▶ [Task details]: Scan the following data for lines with "example" and state how many there are, as a number only.

Saved entries:
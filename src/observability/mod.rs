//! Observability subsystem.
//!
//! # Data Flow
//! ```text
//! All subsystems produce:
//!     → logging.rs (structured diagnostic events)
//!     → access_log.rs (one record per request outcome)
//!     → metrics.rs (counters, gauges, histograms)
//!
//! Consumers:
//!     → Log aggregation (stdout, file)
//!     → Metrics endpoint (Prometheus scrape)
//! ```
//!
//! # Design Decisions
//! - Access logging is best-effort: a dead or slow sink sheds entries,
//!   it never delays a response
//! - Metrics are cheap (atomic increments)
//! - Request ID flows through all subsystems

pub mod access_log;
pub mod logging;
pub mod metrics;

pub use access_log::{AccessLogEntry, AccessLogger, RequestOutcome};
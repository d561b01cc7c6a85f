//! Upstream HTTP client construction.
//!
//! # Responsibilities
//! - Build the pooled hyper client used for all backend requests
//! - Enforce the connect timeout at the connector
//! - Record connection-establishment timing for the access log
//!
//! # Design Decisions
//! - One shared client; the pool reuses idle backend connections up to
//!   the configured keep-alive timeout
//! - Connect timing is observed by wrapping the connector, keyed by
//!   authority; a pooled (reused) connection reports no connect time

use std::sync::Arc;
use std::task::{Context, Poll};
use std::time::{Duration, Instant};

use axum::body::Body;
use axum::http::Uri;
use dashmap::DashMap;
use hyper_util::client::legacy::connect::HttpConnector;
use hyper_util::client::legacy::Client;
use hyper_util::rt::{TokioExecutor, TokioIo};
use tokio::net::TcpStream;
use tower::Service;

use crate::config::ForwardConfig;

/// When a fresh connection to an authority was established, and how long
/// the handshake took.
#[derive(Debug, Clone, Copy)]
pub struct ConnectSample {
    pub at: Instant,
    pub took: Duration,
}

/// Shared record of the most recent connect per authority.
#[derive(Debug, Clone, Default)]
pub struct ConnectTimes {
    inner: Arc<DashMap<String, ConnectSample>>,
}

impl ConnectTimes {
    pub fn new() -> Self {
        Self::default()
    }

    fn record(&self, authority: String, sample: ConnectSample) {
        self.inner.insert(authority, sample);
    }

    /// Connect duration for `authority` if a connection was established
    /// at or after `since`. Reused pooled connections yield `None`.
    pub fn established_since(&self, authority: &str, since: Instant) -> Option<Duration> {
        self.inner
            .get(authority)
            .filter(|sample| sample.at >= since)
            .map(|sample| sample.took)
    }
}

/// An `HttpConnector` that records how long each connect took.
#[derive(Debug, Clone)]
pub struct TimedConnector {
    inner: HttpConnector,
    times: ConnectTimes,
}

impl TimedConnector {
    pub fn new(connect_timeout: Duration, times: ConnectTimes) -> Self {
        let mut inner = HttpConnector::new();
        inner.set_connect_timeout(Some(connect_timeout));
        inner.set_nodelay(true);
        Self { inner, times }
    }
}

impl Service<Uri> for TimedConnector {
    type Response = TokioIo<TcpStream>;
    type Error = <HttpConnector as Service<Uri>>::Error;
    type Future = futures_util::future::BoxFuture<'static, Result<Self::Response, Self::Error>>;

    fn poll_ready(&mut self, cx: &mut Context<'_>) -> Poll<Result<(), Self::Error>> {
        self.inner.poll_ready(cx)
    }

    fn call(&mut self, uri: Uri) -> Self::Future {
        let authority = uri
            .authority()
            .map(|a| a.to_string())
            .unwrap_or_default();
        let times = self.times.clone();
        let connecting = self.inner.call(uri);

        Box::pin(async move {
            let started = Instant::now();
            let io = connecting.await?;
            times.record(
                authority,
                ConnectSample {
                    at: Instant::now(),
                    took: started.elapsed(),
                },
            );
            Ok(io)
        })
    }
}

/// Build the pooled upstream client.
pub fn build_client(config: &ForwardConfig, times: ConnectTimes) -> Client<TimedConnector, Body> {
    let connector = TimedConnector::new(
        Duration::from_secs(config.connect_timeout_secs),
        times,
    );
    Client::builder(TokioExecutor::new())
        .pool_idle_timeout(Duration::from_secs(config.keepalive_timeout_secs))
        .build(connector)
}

---

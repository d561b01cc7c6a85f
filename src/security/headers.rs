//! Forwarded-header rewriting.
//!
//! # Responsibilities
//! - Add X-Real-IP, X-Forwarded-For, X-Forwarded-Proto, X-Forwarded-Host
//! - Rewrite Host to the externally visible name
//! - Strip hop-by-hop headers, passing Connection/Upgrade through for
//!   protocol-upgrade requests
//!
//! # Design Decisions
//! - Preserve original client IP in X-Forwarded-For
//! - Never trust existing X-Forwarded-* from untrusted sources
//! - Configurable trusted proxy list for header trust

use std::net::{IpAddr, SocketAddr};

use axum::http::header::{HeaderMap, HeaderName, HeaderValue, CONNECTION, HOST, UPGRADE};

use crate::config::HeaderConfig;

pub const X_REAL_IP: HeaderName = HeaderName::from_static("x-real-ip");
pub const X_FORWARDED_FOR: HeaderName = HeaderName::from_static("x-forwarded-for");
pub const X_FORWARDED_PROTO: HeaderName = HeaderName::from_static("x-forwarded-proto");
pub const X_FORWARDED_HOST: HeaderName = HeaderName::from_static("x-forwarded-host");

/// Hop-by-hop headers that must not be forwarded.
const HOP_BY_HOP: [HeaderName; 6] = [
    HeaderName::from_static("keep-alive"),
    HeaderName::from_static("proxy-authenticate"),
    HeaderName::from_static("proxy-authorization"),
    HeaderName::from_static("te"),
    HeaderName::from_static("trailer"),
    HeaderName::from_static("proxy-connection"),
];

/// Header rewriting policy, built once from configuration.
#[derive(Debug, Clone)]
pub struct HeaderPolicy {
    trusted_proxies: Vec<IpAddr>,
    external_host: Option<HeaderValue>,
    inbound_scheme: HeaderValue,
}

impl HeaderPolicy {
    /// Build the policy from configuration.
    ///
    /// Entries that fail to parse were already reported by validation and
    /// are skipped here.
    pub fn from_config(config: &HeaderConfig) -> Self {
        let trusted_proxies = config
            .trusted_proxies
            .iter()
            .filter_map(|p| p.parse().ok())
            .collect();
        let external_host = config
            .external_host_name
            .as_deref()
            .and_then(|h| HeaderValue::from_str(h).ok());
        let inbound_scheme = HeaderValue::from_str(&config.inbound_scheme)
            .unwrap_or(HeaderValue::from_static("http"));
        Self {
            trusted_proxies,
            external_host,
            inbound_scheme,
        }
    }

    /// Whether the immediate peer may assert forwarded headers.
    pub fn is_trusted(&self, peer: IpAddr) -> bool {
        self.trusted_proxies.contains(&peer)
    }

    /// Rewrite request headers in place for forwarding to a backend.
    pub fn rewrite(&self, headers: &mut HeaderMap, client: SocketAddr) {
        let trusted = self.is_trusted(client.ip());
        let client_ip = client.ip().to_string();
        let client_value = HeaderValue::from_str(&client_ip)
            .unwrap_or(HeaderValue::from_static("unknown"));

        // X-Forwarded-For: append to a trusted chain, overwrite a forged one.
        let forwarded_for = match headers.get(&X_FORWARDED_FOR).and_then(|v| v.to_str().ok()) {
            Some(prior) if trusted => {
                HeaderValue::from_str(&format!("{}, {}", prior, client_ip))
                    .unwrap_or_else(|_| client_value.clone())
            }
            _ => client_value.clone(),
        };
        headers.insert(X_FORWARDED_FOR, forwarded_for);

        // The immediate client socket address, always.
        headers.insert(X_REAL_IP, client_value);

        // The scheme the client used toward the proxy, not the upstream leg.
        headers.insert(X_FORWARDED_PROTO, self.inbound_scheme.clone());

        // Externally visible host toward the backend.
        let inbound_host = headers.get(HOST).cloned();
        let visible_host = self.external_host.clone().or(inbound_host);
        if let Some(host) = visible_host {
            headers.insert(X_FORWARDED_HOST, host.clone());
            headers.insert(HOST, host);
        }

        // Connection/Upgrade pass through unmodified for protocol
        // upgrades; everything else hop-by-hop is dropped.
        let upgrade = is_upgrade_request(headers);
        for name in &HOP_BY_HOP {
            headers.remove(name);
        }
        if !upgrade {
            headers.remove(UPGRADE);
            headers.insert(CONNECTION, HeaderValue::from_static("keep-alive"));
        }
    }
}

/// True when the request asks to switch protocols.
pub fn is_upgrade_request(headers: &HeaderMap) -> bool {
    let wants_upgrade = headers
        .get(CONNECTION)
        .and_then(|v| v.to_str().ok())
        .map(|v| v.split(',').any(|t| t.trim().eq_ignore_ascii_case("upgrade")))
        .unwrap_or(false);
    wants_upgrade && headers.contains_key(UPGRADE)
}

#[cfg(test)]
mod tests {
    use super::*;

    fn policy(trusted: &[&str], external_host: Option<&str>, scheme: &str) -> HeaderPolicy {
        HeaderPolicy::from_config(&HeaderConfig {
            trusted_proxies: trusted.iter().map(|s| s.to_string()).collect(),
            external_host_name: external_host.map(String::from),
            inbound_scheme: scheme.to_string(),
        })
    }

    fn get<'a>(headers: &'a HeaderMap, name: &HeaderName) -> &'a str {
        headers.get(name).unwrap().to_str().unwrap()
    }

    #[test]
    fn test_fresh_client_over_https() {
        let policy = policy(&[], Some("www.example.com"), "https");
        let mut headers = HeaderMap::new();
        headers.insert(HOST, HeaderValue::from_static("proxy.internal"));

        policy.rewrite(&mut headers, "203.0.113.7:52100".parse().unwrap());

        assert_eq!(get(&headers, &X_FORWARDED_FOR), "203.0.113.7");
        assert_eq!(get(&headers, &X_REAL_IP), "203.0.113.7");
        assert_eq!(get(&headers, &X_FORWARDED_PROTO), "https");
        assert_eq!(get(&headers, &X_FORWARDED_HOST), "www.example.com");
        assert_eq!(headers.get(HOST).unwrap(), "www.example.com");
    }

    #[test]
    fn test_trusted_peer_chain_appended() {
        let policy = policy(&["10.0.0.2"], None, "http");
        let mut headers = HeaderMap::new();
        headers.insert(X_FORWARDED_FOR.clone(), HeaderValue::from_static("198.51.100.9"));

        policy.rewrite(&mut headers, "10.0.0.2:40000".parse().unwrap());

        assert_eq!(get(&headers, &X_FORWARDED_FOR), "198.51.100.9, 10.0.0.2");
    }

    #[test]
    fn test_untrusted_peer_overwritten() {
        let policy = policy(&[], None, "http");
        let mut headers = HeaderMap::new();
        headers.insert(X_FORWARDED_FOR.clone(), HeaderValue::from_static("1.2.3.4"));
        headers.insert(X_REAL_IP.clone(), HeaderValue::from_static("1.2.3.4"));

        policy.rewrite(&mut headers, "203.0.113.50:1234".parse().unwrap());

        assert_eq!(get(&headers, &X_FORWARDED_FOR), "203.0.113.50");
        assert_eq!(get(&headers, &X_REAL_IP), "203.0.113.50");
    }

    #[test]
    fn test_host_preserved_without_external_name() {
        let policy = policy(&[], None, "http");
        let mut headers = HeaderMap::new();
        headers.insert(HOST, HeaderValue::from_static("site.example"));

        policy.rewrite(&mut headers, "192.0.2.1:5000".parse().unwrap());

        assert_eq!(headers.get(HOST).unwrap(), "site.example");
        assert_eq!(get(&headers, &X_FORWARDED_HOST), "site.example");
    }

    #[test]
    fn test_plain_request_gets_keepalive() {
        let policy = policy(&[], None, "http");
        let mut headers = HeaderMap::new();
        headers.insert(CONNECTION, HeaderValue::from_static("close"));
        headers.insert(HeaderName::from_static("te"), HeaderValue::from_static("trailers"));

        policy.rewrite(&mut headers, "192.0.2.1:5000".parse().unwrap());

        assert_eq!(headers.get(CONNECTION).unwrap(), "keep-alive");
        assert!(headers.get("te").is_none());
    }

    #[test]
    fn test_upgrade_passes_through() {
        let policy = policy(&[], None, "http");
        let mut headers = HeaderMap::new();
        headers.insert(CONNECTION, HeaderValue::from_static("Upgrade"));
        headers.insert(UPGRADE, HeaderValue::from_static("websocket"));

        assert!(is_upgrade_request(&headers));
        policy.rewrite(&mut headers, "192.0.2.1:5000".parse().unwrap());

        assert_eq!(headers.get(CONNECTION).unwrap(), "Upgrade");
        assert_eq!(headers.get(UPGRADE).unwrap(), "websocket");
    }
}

* * *

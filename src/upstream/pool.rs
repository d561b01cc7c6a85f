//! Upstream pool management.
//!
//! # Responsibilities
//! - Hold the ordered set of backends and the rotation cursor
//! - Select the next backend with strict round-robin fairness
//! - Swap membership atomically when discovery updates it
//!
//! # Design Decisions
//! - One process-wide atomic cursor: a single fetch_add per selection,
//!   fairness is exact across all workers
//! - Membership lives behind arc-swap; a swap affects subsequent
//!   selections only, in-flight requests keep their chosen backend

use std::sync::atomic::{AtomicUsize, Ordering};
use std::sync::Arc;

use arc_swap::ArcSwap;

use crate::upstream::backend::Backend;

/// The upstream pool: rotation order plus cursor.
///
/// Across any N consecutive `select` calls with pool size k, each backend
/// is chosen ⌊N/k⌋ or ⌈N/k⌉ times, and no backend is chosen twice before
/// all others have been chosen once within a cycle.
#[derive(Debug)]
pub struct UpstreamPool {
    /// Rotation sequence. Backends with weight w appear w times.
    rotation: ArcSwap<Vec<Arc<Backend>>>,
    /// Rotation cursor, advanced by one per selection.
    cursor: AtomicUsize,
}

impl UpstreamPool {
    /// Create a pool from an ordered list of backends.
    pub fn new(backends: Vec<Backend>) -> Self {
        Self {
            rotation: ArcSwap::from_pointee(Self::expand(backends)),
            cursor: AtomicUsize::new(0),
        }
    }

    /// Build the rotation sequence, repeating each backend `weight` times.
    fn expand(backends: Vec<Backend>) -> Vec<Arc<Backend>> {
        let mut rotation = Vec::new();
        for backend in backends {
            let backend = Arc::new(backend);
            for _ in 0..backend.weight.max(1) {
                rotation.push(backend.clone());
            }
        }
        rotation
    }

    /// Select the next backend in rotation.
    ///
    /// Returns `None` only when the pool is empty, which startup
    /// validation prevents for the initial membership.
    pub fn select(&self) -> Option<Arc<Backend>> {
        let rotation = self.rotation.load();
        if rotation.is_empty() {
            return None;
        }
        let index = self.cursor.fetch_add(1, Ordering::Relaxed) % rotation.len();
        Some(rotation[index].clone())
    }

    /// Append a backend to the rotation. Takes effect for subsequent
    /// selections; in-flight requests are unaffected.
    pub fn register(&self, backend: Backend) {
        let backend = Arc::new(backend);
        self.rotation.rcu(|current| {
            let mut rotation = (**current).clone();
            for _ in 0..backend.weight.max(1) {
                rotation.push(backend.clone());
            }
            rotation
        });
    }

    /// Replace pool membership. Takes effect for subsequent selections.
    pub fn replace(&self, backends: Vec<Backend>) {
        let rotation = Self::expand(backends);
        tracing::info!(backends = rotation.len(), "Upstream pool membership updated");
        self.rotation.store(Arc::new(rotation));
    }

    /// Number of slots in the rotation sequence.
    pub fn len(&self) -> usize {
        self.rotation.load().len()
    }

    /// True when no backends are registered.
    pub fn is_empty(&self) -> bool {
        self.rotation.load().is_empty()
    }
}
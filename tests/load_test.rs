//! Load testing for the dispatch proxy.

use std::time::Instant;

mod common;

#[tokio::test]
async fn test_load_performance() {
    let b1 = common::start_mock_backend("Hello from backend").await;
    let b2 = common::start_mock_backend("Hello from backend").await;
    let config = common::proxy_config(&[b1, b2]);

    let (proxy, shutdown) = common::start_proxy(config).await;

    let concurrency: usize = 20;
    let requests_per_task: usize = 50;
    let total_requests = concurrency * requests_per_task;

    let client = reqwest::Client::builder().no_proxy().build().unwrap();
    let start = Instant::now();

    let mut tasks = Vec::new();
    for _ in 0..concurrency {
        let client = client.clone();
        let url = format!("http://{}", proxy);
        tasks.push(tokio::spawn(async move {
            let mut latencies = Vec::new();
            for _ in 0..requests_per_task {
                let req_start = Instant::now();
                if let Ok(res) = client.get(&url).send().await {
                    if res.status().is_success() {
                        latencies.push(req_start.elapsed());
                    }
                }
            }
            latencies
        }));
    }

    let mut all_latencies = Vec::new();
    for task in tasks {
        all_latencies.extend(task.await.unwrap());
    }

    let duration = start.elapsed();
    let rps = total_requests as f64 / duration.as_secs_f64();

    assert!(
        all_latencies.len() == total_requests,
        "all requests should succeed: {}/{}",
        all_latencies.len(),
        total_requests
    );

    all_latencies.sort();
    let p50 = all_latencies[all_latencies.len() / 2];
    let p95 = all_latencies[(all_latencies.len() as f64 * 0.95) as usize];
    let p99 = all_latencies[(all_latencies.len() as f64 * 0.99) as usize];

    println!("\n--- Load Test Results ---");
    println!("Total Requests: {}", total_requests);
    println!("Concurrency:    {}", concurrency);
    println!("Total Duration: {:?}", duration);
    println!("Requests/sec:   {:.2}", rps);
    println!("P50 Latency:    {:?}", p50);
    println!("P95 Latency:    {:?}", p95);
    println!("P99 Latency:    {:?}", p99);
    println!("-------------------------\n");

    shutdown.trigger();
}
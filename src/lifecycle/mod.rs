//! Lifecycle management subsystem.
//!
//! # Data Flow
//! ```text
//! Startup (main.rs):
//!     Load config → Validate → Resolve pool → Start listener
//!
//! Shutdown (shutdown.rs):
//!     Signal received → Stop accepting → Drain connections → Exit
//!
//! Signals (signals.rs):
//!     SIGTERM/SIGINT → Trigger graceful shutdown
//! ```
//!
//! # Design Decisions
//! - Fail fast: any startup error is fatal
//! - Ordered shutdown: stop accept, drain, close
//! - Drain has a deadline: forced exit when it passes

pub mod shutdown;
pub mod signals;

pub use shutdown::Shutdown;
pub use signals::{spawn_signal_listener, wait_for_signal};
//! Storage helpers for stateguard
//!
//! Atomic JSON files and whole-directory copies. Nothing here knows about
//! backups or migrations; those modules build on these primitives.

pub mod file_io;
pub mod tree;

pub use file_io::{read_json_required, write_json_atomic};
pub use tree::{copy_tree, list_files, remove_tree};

▶ [Response]: 6